*Saved data entries*:
⁂
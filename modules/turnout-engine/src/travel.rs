//! Travel planning: ETA estimation plus the two deferred transitions that
//! move a mobilised resource through ENROUTE to ON_SCENE.
//!
//! Jobs are fire-and-forget and at-least-once; they run on their own
//! schedule long after the dispatching call has returned, so every execution
//! path tolerates state that moved on in the meantime.

use std::time::Duration;

use chrono::Utc;
use serde::{Deserialize, Serialize};
use serde_json::json;
use tracing::warn;
use turnout_common::geo::estimate_travel_minutes;
use turnout_common::{DispatchError, IncidentStatus, ResourceStatus};
use turnout_events::{AppendEvent, EntityKind, EventKind};
use turnout_store::WriteBatch;
use uuid::Uuid;

use crate::scheduler::Job;
use crate::DispatchEngine;

#[derive(Debug, Clone, Copy, PartialEq, Eq, Serialize, Deserialize)]
#[serde(rename_all = "SCREAMING_SNAKE_CASE")]
pub enum TravelPhase {
    Enroute,
    OnScene,
}

/// One deferred transition, keyed by (resource, incident, phase).
#[derive(Debug, Clone)]
pub struct TravelJob {
    pub resource_id: Uuid,
    pub incident_id: Uuid,
    pub phase: TravelPhase,
    pub eta_minutes: Option<u32>,
}

impl DispatchEngine {
    /// Compute the ETA from the resource's home station and arrange the two
    /// travel transitions. A missing station means no travel is arranged at
    /// all; callers must not assume a transition will follow dispatch.
    pub async fn plan_travel(
        &self,
        resource_id: Uuid,
        station_id: Uuid,
        incident_id: Uuid,
        incident_lat: f64,
        incident_lng: f64,
    ) -> Result<(), DispatchError> {
        let Some(station) = self.store.station(station_id).await? else {
            warn!(%station_id, %resource_id, "station not found; travel not scheduled");
            return Ok(());
        };

        let eta = estimate_travel_minutes(station.lat, station.lng, incident_lat, incident_lng);

        // Observers see a projected ETA immediately after dispatch.
        if let Some(mut resource) = self.store.resource(resource_id).await? {
            resource.eta_minutes = Some(eta);
            self.store
                .commit(WriteBatch::new().put_resource(resource))
                .await?;
        }

        self.scheduler.schedule(
            Job::Travel(TravelJob {
                resource_id,
                incident_id,
                phase: TravelPhase::Enroute,
                eta_minutes: Some(eta),
            }),
            Duration::ZERO,
        );
        self.scheduler.schedule(
            Job::Travel(TravelJob {
                resource_id,
                incident_id,
                phase: TravelPhase::OnScene,
                eta_minutes: None,
            }),
            Duration::from_secs(u64::from(eta) * 60),
        );
        Ok(())
    }

    /// Execute one travel transition. A vanished resource is a silent no-op.
    /// Arrival still updates the resource when the incident has since closed,
    /// but a closed incident is never pushed back to ACTIVE.
    pub async fn run_travel(&self, job: TravelJob) -> Result<(), DispatchError> {
        let Some(mut resource) = self.store.resource(job.resource_id).await? else {
            return Ok(());
        };

        match job.phase {
            TravelPhase::Enroute => {
                resource.status = ResourceStatus::Enroute;
                resource.eta_minutes = job.eta_minutes;
            }
            TravelPhase::OnScene => {
                resource.status = ResourceStatus::OnScene;
                resource.eta_minutes = None;
            }
        }
        resource.status_changed_at = Utc::now();
        let call_sign = resource.call_sign.clone();
        self.store
            .commit(WriteBatch::new().put_resource(resource))
            .await?;

        let kind = match job.phase {
            TravelPhase::Enroute => EventKind::ResourceEnroute,
            TravelPhase::OnScene => EventKind::ResourceOnScene,
        };
        self.recorder
            .record(
                AppendEvent::new(kind, EntityKind::Resource, job.resource_id)
                    .with_payload(json!({
                        "incidentId": job.incident_id,
                        "callSign": call_sign,
                    }))
                    .with_incident(job.incident_id),
            )
            .await?;

        if job.phase == TravelPhase::OnScene {
            if let Some(mut incident) = self.store.incident(job.incident_id).await? {
                // Only a DISPATCHED incident is promoted; anything later in
                // the lifecycle (including CLOSED) stays where it is.
                if incident.status == IncidentStatus::Dispatched {
                    incident.status = IncidentStatus::Active;
                    self.store
                        .commit(WriteBatch::new().put_incident(incident))
                        .await?;
                    self.recorder
                        .record(
                            AppendEvent::new(
                                EventKind::IncidentActive,
                                EntityKind::Incident,
                                job.incident_id,
                            )
                            .with_incident(job.incident_id),
                        )
                        .await?;
                }
            }
        }
        Ok(())
    }
}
⁂
Pull out every line of the records above that contains the word "Debug".

*Answer to this task*:
#[derive(Debug, Clone, Copy, PartialEq, Eq, Serialize, Deserialize)]
#[derive(Debug, Clone)]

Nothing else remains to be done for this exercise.